I wanted to be with my sheep, says the Shepherd

Dr. Trilok Kumar Jain
Published on: 21st March 2014
Sand dunes have witnessed the changing times. The flora and fauna are changing. With the arrival of Canals, the common property resources have been reduced to minimum. The Gochar Land has almost disappeared. The farmers have adopted modern farming techniques, which have brought fortunes to them. The sand dunes and the Camel, which were the hall-marks of the desert, are about to disappear. There are many others who are also on the verge of disappearance. One more suicide note is almost ready. Read it before the Shepherd disappears from the desert: -

"The gloomy days will soon be over. I shall soon liberate myself from this onerous responsibility. I shall no longer be a shepherd. I have spent over 6 decades with sheep, rearing them, monitoring them, and nurturing them. They walk at my voice, they follow me and I understand every bit of them. My daily routine has been structured around them for the last six decades. When I was young, we had a large community of shepherds. Everyone was earning and happy. I used to visit Bikaner's wool Mandi - which was the Asia's largest wool market at that time. There were a large number of traders, who used to give us some advance money and get their wool booked.

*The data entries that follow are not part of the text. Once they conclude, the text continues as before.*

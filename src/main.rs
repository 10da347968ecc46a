use clap::Parser;
use pdf_to_docx::cli;

fn main() {
    let args = cli::Args::parse();
    std::process::exit(cli::run(args));
}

We were proud because we used to supply Chokhla wool, the finest and the best Indian wool for carpet weaving. The wool that we used to supply used to be processed, converted into woolen yarn and then taken by carpet weavers, who used to fabricate fine carpets. Chokhla wool is considered the best wool for carpet making. What am I talking? I am just ruminating. These were all great golden days. These days are not possible now.

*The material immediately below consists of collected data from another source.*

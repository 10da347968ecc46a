use lopdf::{Document, Object};
use serde::{Deserialize, Serialize};
use std::collections::BTreeMap;
use std::path::{Path, PathBuf};
use thiserror::Error;
use tracing::{debug, warn};

/// Snapshot of a document on disk. Built fresh on every call, never cached.
#[derive(Debug, Clone, Default, PartialEq, Serialize, Deserialize)]
pub struct FileInfo {
    pub path: PathBuf,
    pub name: String,
    pub size_bytes: u64,
    pub page_count: u32,
    pub encrypted: bool,
    pub metadata: BTreeMap<String, String>,
}

/// What a successful open of a PDF reports.
#[derive(Debug, Clone, Default, PartialEq)]
pub struct PdfSummary {
    pub page_count: u32,
    pub encrypted: bool,
    pub metadata: BTreeMap<String, String>,
}

#[derive(Debug, Error)]
pub enum InspectError {
    #[error("cannot read file: {0}")]
    Unreadable(#[from] std::io::Error),
    #[error("PDF is encrypted and cannot be opened without a password")]
    Encrypted,
    #[error("{0}")]
    Corrupt(String),
}

pub trait DocumentInspector {
    fn open(&self, path: &Path) -> Result<PdfSummary, InspectError>;

    /// Informational inspection: failures degrade to zeroed fields.
    fn inspect(&self, path: &Path) -> FileInfo {
        let mut info = FileInfo {
            path: path.to_path_buf(),
            name: path
                .file_name()
                .map(|n| n.to_string_lossy().into_owned())
                .unwrap_or_default(),
            size_bytes: std::fs::metadata(path).map(|m| m.len()).unwrap_or(0),
            ..Default::default()
        };

        match self.open(path) {
            Ok(summary) => {
                info.page_count = summary.page_count;
                info.encrypted = summary.encrypted;
                info.metadata = summary.metadata;
            }
            Err(InspectError::Encrypted) => {
                info.encrypted = true;
            }
            Err(err) => {
                warn!("could not read PDF info for {}: {err}", path.display());
            }
        }

        info
    }
}

/// Inspector backed by `lopdf`.
#[derive(Debug, Clone, Copy, Default)]
pub struct LopdfInspector;

impl DocumentInspector for LopdfInspector {
    fn open(&self, path: &Path) -> Result<PdfSummary, InspectError> {
        let bytes = std::fs::read(path)?;

        let doc = match Document::load_mem(&bytes) {
            Ok(doc) => doc,
            Err(lopdf::Error::Decryption(err)) => {
                debug!("cannot decrypt {}: {err}", path.display());
                return Err(InspectError::Encrypted);
            }
            Err(err) => return Err(InspectError::Corrupt(err.to_string())),
        };

        let encrypted = doc.trailer.get(b"Encrypt").is_ok();
        // lopdf keeps loading when the empty user password is rejected, but
        // leaves every object except the encryption dictionary unparsed.
        if encrypted && doc.encryption_state.is_none() {
            return Err(InspectError::Encrypted);
        }

        let page_count = doc.get_pages().len() as u32;
        debug!(page_count, encrypted, "PDF opened: {}", path.display());

        Ok(PdfSummary {
            page_count,
            encrypted,
            metadata: read_info_dict(&doc),
        })
    }
}

fn read_info_dict(doc: &Document) -> BTreeMap<String, String> {
    let mut out = BTreeMap::new();

    let info = match doc.trailer.get(b"Info") {
        Ok(Object::Reference(id)) => doc.get_object(*id).ok(),
        Ok(obj) => Some(obj),
        Err(_) => None,
    };
    let Some(Object::Dictionary(dict)) = info else {
        return out;
    };

    for (key, value) in dict.iter() {
        if let Object::String(bytes, _) = value {
            out.insert(
                String::from_utf8_lossy(key).into_owned(),
                decode_pdf_string(bytes),
            );
        }
    }
    out
}

/// PDF text strings are either UTF-16BE with a BOM or a single-byte encoding.
fn decode_pdf_string(bytes: &[u8]) -> String {
    if let Some(rest) = bytes.strip_prefix(&[0xFE, 0xFF]) {
        let units: Vec<u16> = rest
            .chunks_exact(2)
            .map(|c| u16::from_be_bytes([c[0], c[1]]))
            .collect();
        return String::from_utf16_lossy(&units);
    }
    String::from_utf8(bytes.to_vec()).unwrap_or_else(|_| bytes.iter().map(|&b| b as char).collect())
}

Coming back to today, nobody in my family is shepherd except me. My sons and grandsons have adopted masonry. They prefer to work as daily wage earners. They shun my profession. They ask me, "What do I earn out of this?" They openly challenge me for my foolish decision. I was little emotional. I wanted to be with my sheep. But now, I have decided to change. I will also become a daily wage earner. I shall also go to the village to earn as a Narega worker.
changing times,farmers,shepherd
The world has completely changed since my childhood. People say that it's development. There are huge buildings, huge roads, and huge construction work all around. Everyone has progressed. Those who used to walk earlier, now show off big-big cars. Everyone in my community has become a service class person and those who got the government jobs, are the most fortunate. They earn a lot and enjoy a lot. They were born with fortunes. However, there are some misfortunates also like me, who continue in the old professions. Profession after profession is dying. My neighbour also closed his profession. He used to make earthen pots, but he successfully got his son into government as a Babu and now he is very rich.

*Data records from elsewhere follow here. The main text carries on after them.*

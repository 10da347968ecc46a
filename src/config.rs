use anyhow::{Context, Result};
use serde::{Deserialize, Serialize};
use std::collections::BTreeMap;
use std::path::{Path, PathBuf};

#[derive(Debug, Clone, Default, Serialize, Deserialize)]
pub struct Config {
    #[serde(default)]
    pub conversion: ConversionConfig,
    #[serde(default)]
    pub engine: EngineConfig,
    #[serde(default)]
    pub logging: Logging,
}

impl Config {
    pub fn load(path: &Path) -> Result<Self> {
        let raw = std::fs::read_to_string(path)
            .with_context(|| format!("reading config: {}", path.display()))?;
        let cfg: Config = toml::from_str(&raw).with_context(|| "parsing TOML")?;
        Ok(cfg)
    }
}

/// Settings for a single conversion request.
///
/// Page indices are zero-based and inclusive. They are signed so that bad
/// values coming from the command line or a config file reach
/// [`ConversionConfig::validate`] instead of failing to parse.
#[derive(Debug, Clone, Serialize, Deserialize)]
#[serde(default)]
pub struct ConversionConfig {
    pub start_page: i64,
    pub end_page: Option<i64>,

    pub multi_processing: bool,
    pub cpu_count: Option<i64>,

    pub preserve_layout: bool,
    pub preserve_images: bool,
    pub preserve_tables: bool,

    pub overwrite: bool,
    pub create_backup: bool,

    pub table_settings: TableSettings,

    pub verbose: bool,
    pub log_file: Option<PathBuf>,
}

impl Default for ConversionConfig {
    fn default() -> Self {
        Self {
            start_page: 0,
            end_page: None,
            multi_processing: false,
            cpu_count: None,
            preserve_layout: true,
            preserve_images: true,
            preserve_tables: true,
            overwrite: false,
            create_backup: false,
            table_settings: Default::default(),
            verbose: true,
            log_file: None,
        }
    }
}

impl ConversionConfig {
    /// Returns every violation found; an empty list means the config is usable.
    pub fn validate(&self) -> Vec<String> {
        let mut errors = Vec::new();

        if self.start_page < 0 {
            errors.push("start_page must be non-negative".to_string());
        }

        if let Some(end) = self.end_page {
            if end < self.start_page {
                errors.push("end_page must be >= start_page".to_string());
            }
        }

        if let Some(cpus) = self.cpu_count {
            if cpus < 1 {
                errors.push("cpu_count must be >= 1".to_string());
            }
        }

        errors
    }

    /// Number of pages selected by the range for a document of `total_pages`.
    ///
    /// An explicit `end_page` is taken as given, so the count does not depend
    /// on the document being readable. Only an open-ended range falls back to
    /// `total_pages`.
    pub fn pages_in_range(&self, total_pages: u32) -> u32 {
        let start = self.start_page.max(0);
        let end = match self.end_page {
            Some(end) => end,
            None => i64::from(total_pages) - 1,
        };
        if end < start {
            return 0;
        }
        u32::try_from(end - start + 1).unwrap_or(u32::MAX)
    }
}

/// Table detection thresholds handed to the converter untouched.
#[derive(Debug, Clone, PartialEq, Serialize, Deserialize)]
#[serde(default)]
pub struct TableSettings {
    pub min_border_vertical: f64,
    pub min_border_horizontal: f64,
    pub intersection_threshold: f64,
    pub min_words_vertical: u32,
    pub min_words_horizontal: u32,
}

impl Default for TableSettings {
    fn default() -> Self {
        Self {
            min_border_vertical: 0.5,
            min_border_horizontal: 0.5,
            intersection_threshold: 0.25,
            min_words_vertical: 3,
            min_words_horizontal: 1,
        }
    }
}

#[derive(Debug, Clone, Serialize, Deserialize)]
#[serde(default)]
pub struct EngineConfig {
    /// Interpreter with `pdf2docx` installed. `auto` consults `PDF2DOCX_PYTHON`.
    pub python_exe: String,
    /// Upper bound for a single session request; 0 disables it.
    pub timeout_seconds: u64,
    pub keep_python_stderr: bool,
    pub env: BTreeMap<String, String>,
}

impl Default for EngineConfig {
    fn default() -> Self {
        Self {
            python_exe: "auto".into(),
            timeout_seconds: 0,
            keep_python_stderr: true,
            env: Default::default(),
        }
    }
}

#[derive(Debug, Clone, Default, Serialize, Deserialize)]
#[serde(default)]
pub struct Logging {
    /// Overrides the verbose/quiet default (trace/debug/info/warn/error).
    pub level: Option<String>,
    pub json: bool,
}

Whatever I knew, I tried to teach my son, but he curses me for all that. He repents that had he studied in some school, he would also have become a Babu. I couldn't do that for him. I knew how to use my Charkha, which is now dilapidated; nobody uses it. I knew how to weave a carpet - but nobody does it now. I knew how to prepare woolen yarn, but large machines do it now. I knew how to cure my sheep, but this is the last time I will be using this skill. I knew how to rear sheep, but nobody needs it now. I knew how to extract balm from the milk of the sheep and some herbs, but it's of no use as nobody pays for it. I knew how to use the herbs for small injury and other treatments, but who will give me money for that?
This Pagdi, this Dhoti and this Kurta that you find me wearing, have over-lived their lives. I haven't been able to buy a new dress for the last four years; what to talk about anything else? In the last season I barely earned Rs. 15000. Long back, a professor by name Sunil Ray had come down. He was trying to arrange some free medical dispensaries and some other support. Thereafter some other social workers also came and asked about my plight. They consoled me. Someone asked me about my daily routine and was surprised to know that I start my work as early as 4 am. They asked me about the quality of roads and development in my village. I told them that the roads are good, but there are no roads for pedestrians. Where do we walk? Police rebukes me for moving through the national highway. How do I take my sheep to far off places during winter when there is no greenery left here? I am sixty five now, but I am still strong enough to work as a daily wage earner, and I shall earn enough to feed myself. I will kill the shepherd in me. I shall sell out all my sheep and be a free soul for the rest of my life."